» AIM OF THE EXERCISE: Before anything else, copy every record below exactly as it stands.

Stored records:
● ● ● ● ●

//! Core modules for FallSentry

pub mod buffer;
pub mod classifier;
pub mod detector;
pub mod countdown;
pub mod location;
pub mod config;
pub mod contacts;
pub mod transport;
pub mod dispatcher;
pub mod narrator;
pub mod voice;
pub mod monitor;
pub mod api;

pub use buffer::SignalBuffer;
pub use classifier::{classify, Transition};
pub use detector::{DetectorStats, FallDetector};
pub use countdown::{Countdown, Resolution};
pub use location::LocationCache;
pub use config::ConfigStore;
pub use contacts::{is_valid_phone, ContactBook, ContactStore};
pub use transport::{LogTransport, Transport, WebhookTransport};
pub use dispatcher::{compose_message, AlertDispatcher};
pub use narrator::{BroadcastNarrator, Narrator};
pub use voice::is_cancel_phrase;
pub use monitor::FallMonitor;
pub use api::{create_app, create_router, run_server, AppState};
//! Threshold Classifier: the single transition function of the fall state machine
//!
//! State transitions:
//! - IDLE → IN_FREE_FALL: magnitude < impact threshold
//! - IN_FREE_FALL → ALERT_COUNTDOWN: magnitude > fall threshold AND min ≤ elapsed ≤ max
//! - IN_FREE_FALL → IDLE: spike outside the window (noise), or elapsed > reset (timeout)
//! - ALERT_COUNTDOWN: frozen until the countdown resolves

use crate::types::{DetectionConfig, FallEvent, FallState, ResetCause, Sample};

/// Result of classifying one sample
#[derive(Debug, Clone, Copy, PartialEq)]
pub struct Transition {
    pub next: FallState,
    pub event: Option<FallEvent>,
}

impl Transition {
    fn stay(state: FallState) -> Self {
        Self { next: state, event: None }
    }

    fn to(next: FallState, event: FallEvent) -> Self {
        Self { next, event: Some(event) }
    }
}

/// Pure transition function. `now_ms` is the sample clock.
pub fn classify(
    state: FallState,
    sample: &Sample,
    config: &DetectionConfig,
    now_ms: u64,
) -> Transition {
    match state {
        FallState::Idle => {
            if sample.magnitude < config.impact_threshold {
                Transition::to(
                    FallState::InFreeFall { since_ms: now_ms },
                    FallEvent::FreeFallStarted { at_ms: now_ms },
                )
            } else {
                Transition::stay(state)
            }
        }

        FallState::InFreeFall { since_ms } => {
            let elapsed = now_ms.saturating_sub(since_ms);

            if sample.magnitude > config.fall_threshold {
                if config.in_free_fall_window(elapsed) {
                    Transition::to(
                        FallState::AlertCountdown { fired_at_ms: now_ms, cancelled: false },
                        FallEvent::FallConfirmed {
                            at_ms: now_ms,
                            free_fall_ms: elapsed,
                            peak: sample.magnitude,
                        },
                    )
                } else {
                    // Too-fast spike or stale free-fall
                    Transition::to(
                        FallState::Idle,
                        FallEvent::FreeFallReset { at_ms: now_ms, cause: ResetCause::ImpactOutsideWindow },
                    )
                }
            } else if elapsed > config.free_fall_reset_ms {
                Transition::to(
                    FallState::Idle,
                    FallEvent::FreeFallReset { at_ms: now_ms, cause: ResetCause::Timeout },
                )
            } else {
                Transition::stay(state)
            }
        }

        FallState::AlertCountdown { .. } => Transition::stay(state),
    }
}

/// Timeout check with no sample in hand (sensor stream stalled)
pub fn expire(state: FallState, config: &DetectionConfig, now_ms: u64) -> Transition {
    match state {
        FallState::InFreeFall { since_ms } if now_ms.saturating_sub(since_ms) > config.free_fall_reset_ms => {
            Transition::to(
                FallState::Idle,
                FallEvent::FreeFallReset { at_ms: now_ms, cause: ResetCause::Timeout },
            )
        }
        _ => Transition::stay(state),
    }
}

// =============================================================================
// TESTS
// =============================================================================

#[cfg(test)]
mod tests {
    use super::*;

    fn cfg() -> DetectionConfig {
        DetectionConfig {
            impact_threshold: 2.0,
            fall_threshold: 15.0,
            min_free_fall_ms: 100,
            max_free_fall_ms: 800,
            free_fall_reset_ms: 1000,
            countdown_ms: 10_000,
        }
    }

    fn step(state: FallState, t: u64, mag: f64) -> Transition {
        classify(state, &Sample::new(t, mag), &cfg(), t)
    }

    #[test]
    fn test_idle_stays_idle_at_rest() {
        let tr = step(FallState::Idle, 0, 9.8);
        assert_eq!(tr.next, FallState::Idle);
        assert_eq!(tr.event, None);
    }

    #[test]
    fn test_idle_at_exact_impact_threshold_stays_idle() {
        // strictly below is required
        assert_eq!(step(FallState::Idle, 0, 2.0).next, FallState::Idle);
    }

    #[test]
    fn test_idle_to_free_fall() {
        let tr = step(FallState::Idle, 50, 1.0);
        assert_eq!(tr.next, FallState::InFreeFall { since_ms: 50 });
        assert_eq!(tr.event, Some(FallEvent::FreeFallStarted { at_ms: 50 }));
    }

    #[test]
    fn test_impact_in_window_confirms_fall() {
        let tr = step(FallState::InFreeFall { since_ms: 50 }, 350, 20.0);
        assert_eq!(tr.next, FallState::AlertCountdown { fired_at_ms: 350, cancelled: false });
        assert!(matches!(
            tr.event,
            Some(FallEvent::FallConfirmed { free_fall_ms: 300, .. })
        ));
    }

    #[test]
    fn test_impact_too_fast_is_noise() {
        let tr = step(FallState::InFreeFall { since_ms: 50 }, 100, 20.0);
        assert_eq!(tr.next, FallState::Idle);
        assert!(matches!(
            tr.event,
            Some(FallEvent::FreeFallReset { cause: ResetCause::ImpactOutsideWindow, .. })
        ));
    }

    #[test]
    fn test_impact_too_late_is_noise() {
        let tr = step(FallState::InFreeFall { since_ms: 50 }, 950, 20.0);
        assert_eq!(tr.next, FallState::Idle);
        assert!(!tr.event.unwrap().is_fall());
    }

    #[test]
    fn test_window_edges_confirm() {
        assert!(step(FallState::InFreeFall { since_ms: 0 }, 100, 16.0).next.is_alerting());
        assert!(step(FallState::InFreeFall { since_ms: 0 }, 800, 16.0).next.is_alerting());
    }

    #[test]
    fn test_magnitude_equal_to_fall_threshold_is_not_impact() {
        let tr = step(FallState::InFreeFall { since_ms: 0 }, 300, 15.0);
        assert_eq!(tr.next, FallState::InFreeFall { since_ms: 0 });
    }

    #[test]
    fn test_timeout_without_impact() {
        let tr = step(FallState::InFreeFall { since_ms: 0 }, 1001, 5.0);
        assert_eq!(tr.next, FallState::Idle);
        assert!(matches!(
            tr.event,
            Some(FallEvent::FreeFallReset { cause: ResetCause::Timeout, .. })
        ));
        // At exactly the reset window, still waiting
        let tr = step(FallState::InFreeFall { since_ms: 0 }, 1000, 5.0);
        assert_eq!(tr.next, FallState::InFreeFall { since_ms: 0 });
    }

    #[test]
    fn test_countdown_ignores_samples() {
        let s = FallState::AlertCountdown { fired_at_ms: 350, cancelled: false };
        for (t, mag) in [(400, 0.5), (500, 30.0), (600, 9.8)] {
            let tr = step(s, t, mag);
            assert_eq!(tr.next, s);
            assert_eq!(tr.event, None);
        }
    }

    #[test]
    fn test_expire_only_after_reset_window() {
        let s = FallState::InFreeFall { since_ms: 100 };
        assert_eq!(expire(s, &cfg(), 1100).next, s);
        assert_eq!(expire(s, &cfg(), 1101).next, FallState::Idle);
        assert_eq!(expire(FallState::Idle, &cfg(), 99_999).event, None);
    }
}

● ● ● ● ●

» ANSWER BOX:
//! Core modules for FallSentry

pub mod buffer;
pub mod classifier;
pub mod detector;
pub mod countdown;
pub mod location;
pub mod config;
pub mod contacts;
pub mod transport;
pub mod dispatcher;
pub mod narrator;
pub mod voice;
pub mod monitor;
pub mod api;

pub use buffer::SignalBuffer;
pub use classifier::{classify, Transition};
pub use detector::{DetectorStats, FallDetector};
pub use countdown::{Countdown, Resolution};
pub use location::LocationCache;
pub use config::ConfigStore;
pub use contacts::{is_valid_phone, ContactBook, ContactStore};
pub use transport::{LogTransport, Transport, WebhookTransport};
pub use dispatcher::{compose_message, AlertDispatcher};
pub use narrator::{BroadcastNarrator, Narrator};
pub use voice::is_cancel_phrase;
pub use monitor::FallMonitor;
pub use api::{create_app, create_router, run_server, AppState};
//! Threshold Classifier: the single transition function of the fall state machine
//!
//! State transitions:
//! - IDLE → IN_FREE_FALL: magnitude < impact threshold
//! - IN_FREE_FALL → ALERT_COUNTDOWN: magnitude > fall threshold AND min ≤ elapsed ≤ max
//! - IN_FREE_FALL → IDLE: spike outside the window (noise), or elapsed > reset (timeout)
//! - ALERT_COUNTDOWN: frozen until the countdown resolves

use crate::types::{DetectionConfig, FallEvent, FallState, ResetCause, Sample};

/// Result of classifying one sample
#[derive(Debug, Clone, Copy, PartialEq)]
pub struct Transition {
    pub next: FallState,
    pub event: Option<FallEvent>,
}

impl Transition {
    fn stay(state: FallState) -> Self {
        Self { next: state, event: None }
    }

    fn to(next: FallState, event: FallEvent) -> Self {
        Self { next, event: Some(event) }
    }
}

/// Pure transition function. `now_ms` is the sample clock.
pub fn classify(
    state: FallState,
    sample: &Sample,
    config: &DetectionConfig,
    now_ms: u64,
) -> Transition {
    match state {
        FallState::Idle => {
            if sample.magnitude < config.impact_threshold {
                Transition::to(
                    FallState::InFreeFall { since_ms: now_ms },
                    FallEvent::FreeFallStarted { at_ms: now_ms },
                )
            } else {
                Transition::stay(state)
            }
        }

        FallState::InFreeFall { since_ms } => {
            let elapsed = now_ms.saturating_sub(since_ms);

            if sample.magnitude > config.fall_threshold {
                if config.in_free_fall_window(elapsed) {
                    Transition::to(
                        FallState::AlertCountdown { fired_at_ms: now_ms, cancelled: false },
                        FallEvent::FallConfirmed {
                            at_ms: now_ms,
                            free_fall_ms: elapsed,
                            peak: sample.magnitude,
                        },
                    )
                } else {
                    // Too-fast spike or stale free-fall
                    Transition::to(
                        FallState::Idle,
                        FallEvent::FreeFallReset { at_ms: now_ms, cause: ResetCause::ImpactOutsideWindow },
                    )
                }
            } else if elapsed > config.free_fall_reset_ms {
                Transition::to(
                    FallState::Idle,
                    FallEvent::FreeFallReset { at_ms: now_ms, cause: ResetCause::Timeout },
                )
            } else {
                Transition::stay(state)
            }
        }

        FallState::AlertCountdown { .. } => Transition::stay(state),
    }
}

/// Timeout check with no sample in hand (sensor stream stalled)
pub fn expire(state: FallState, config: &DetectionConfig, now_ms: u64) -> Transition {
    match state {
        FallState::InFreeFall { since_ms } if now_ms.saturating_sub(since_ms) > config.free_fall_reset_ms => {
            Transition::to(
                FallState::Idle,
                FallEvent::FreeFallReset { at_ms: now_ms, cause: ResetCause::Timeout },
            )
        }
        _ => Transition::stay(state),
    }
}

// =============================================================================
// TESTS
// =============================================================================

#[cfg(test)]
mod tests {
    use super::*;

    fn cfg() -> DetectionConfig {
        DetectionConfig {
            impact_threshold: 2.0,
            fall_threshold: 15.0,
            min_free_fall_ms: 100,
            max_free_fall_ms: 800,
            free_fall_reset_ms: 1000,
            countdown_ms: 10_000,
        }
    }

    fn step(state: FallState, t: u64, mag: f64) -> Transition {
        classify(state, &Sample::new(t, mag), &cfg(), t)
    }

    #[test]
    fn test_idle_stays_idle_at_rest() {
        let tr = step(FallState::Idle, 0, 9.8);
        assert_eq!(tr.next, FallState::Idle);
        assert_eq!(tr.event, None);
    }

    #[test]
    fn test_idle_at_exact_impact_threshold_stays_idle() {
        // strictly below is required
        assert_eq!(step(FallState::Idle, 0, 2.0).next, FallState::Idle);
    }

    #[test]
    fn test_idle_to_free_fall() {
        let tr = step(FallState::Idle, 50, 1.0);
        assert_eq!(tr.next, FallState::InFreeFall { since_ms: 50 });
        assert_eq!(tr.event, Some(FallEvent::FreeFallStarted { at_ms: 50 }));
    }

    #[test]
    fn test_impact_in_window_confirms_fall() {
        let tr = step(FallState::InFreeFall { since_ms: 50 }, 350, 20.0);
        assert_eq!(tr.next, FallState::AlertCountdown { fired_at_ms: 350, cancelled: false });
        assert!(matches!(
            tr.event,
            Some(FallEvent::FallConfirmed { free_fall_ms: 300, .. })
        ));
    }

    #[test]
    fn test_impact_too_fast_is_noise() {
        let tr = step(FallState::InFreeFall { since_ms: 50 }, 100, 20.0);
        assert_eq!(tr.next, FallState::Idle);
        assert!(matches!(
            tr.event,
            Some(FallEvent::FreeFallReset { cause: ResetCause::ImpactOutsideWindow, .. })
        ));
    }

    #[test]
    fn test_impact_too_late_is_noise() {
        let tr = step(FallState::InFreeFall { since_ms: 50 }, 950, 20.0);
        assert_eq!(tr.next, FallState::Idle);
        assert!(!tr.event.unwrap().is_fall());
    }

    #[test]
    fn test_window_edges_confirm() {
        assert!(step(FallState::InFreeFall { since_ms: 0 }, 100, 16.0).next.is_alerting());
        assert!(step(FallState::InFreeFall { since_ms: 0 }, 800, 16.0).next.is_alerting());
    }

    #[test]
    fn test_magnitude_equal_to_fall_threshold_is_not_impact() {
        let tr = step(FallState::InFreeFall { since_ms: 0 }, 300, 15.0);
        assert_eq!(tr.next, FallState::InFreeFall { since_ms: 0 });
    }

    #[test]
    fn test_timeout_without_impact() {
        let tr = step(FallState::InFreeFall { since_ms: 0 }, 1001, 5.0);
        assert_eq!(tr.next, FallState::Idle);
        assert!(matches!(
            tr.event,
            Some(FallEvent::FreeFallReset { cause: ResetCause::Timeout, .. })
        ));
        // At exactly the reset window, still waiting
        let tr = step(FallState::InFreeFall { since_ms: 0 }, 1000, 5.0);
        assert_eq!(tr.next, FallState::InFreeFall { since_ms: 0 });
    }

    #[test]
    fn test_countdown_ignores_samples() {
        let s = FallState::AlertCountdown { fired_at_ms: 350, cancelled: false };
        for (t, mag) in [(400, 0.5), (500, 30.0), (600, 9.8)] {
            let tr = step(s, t, mag);
            assert_eq!(tr.next, s);
            assert_eq!(tr.event, None);
        }
    }

    #[test]
    fn test_expire_only_after_reset_window() {
        let s = FallState::InFreeFall { since_ms: 100 };
        assert_eq!(expire(s, &cfg(), 1100).next, s);
        assert_eq!(expire(s, &cfg(), 1101).next, FallState::Idle);
        assert_eq!(expire(FallState::Idle, &cfg(), 99_999).event, None);
    }
}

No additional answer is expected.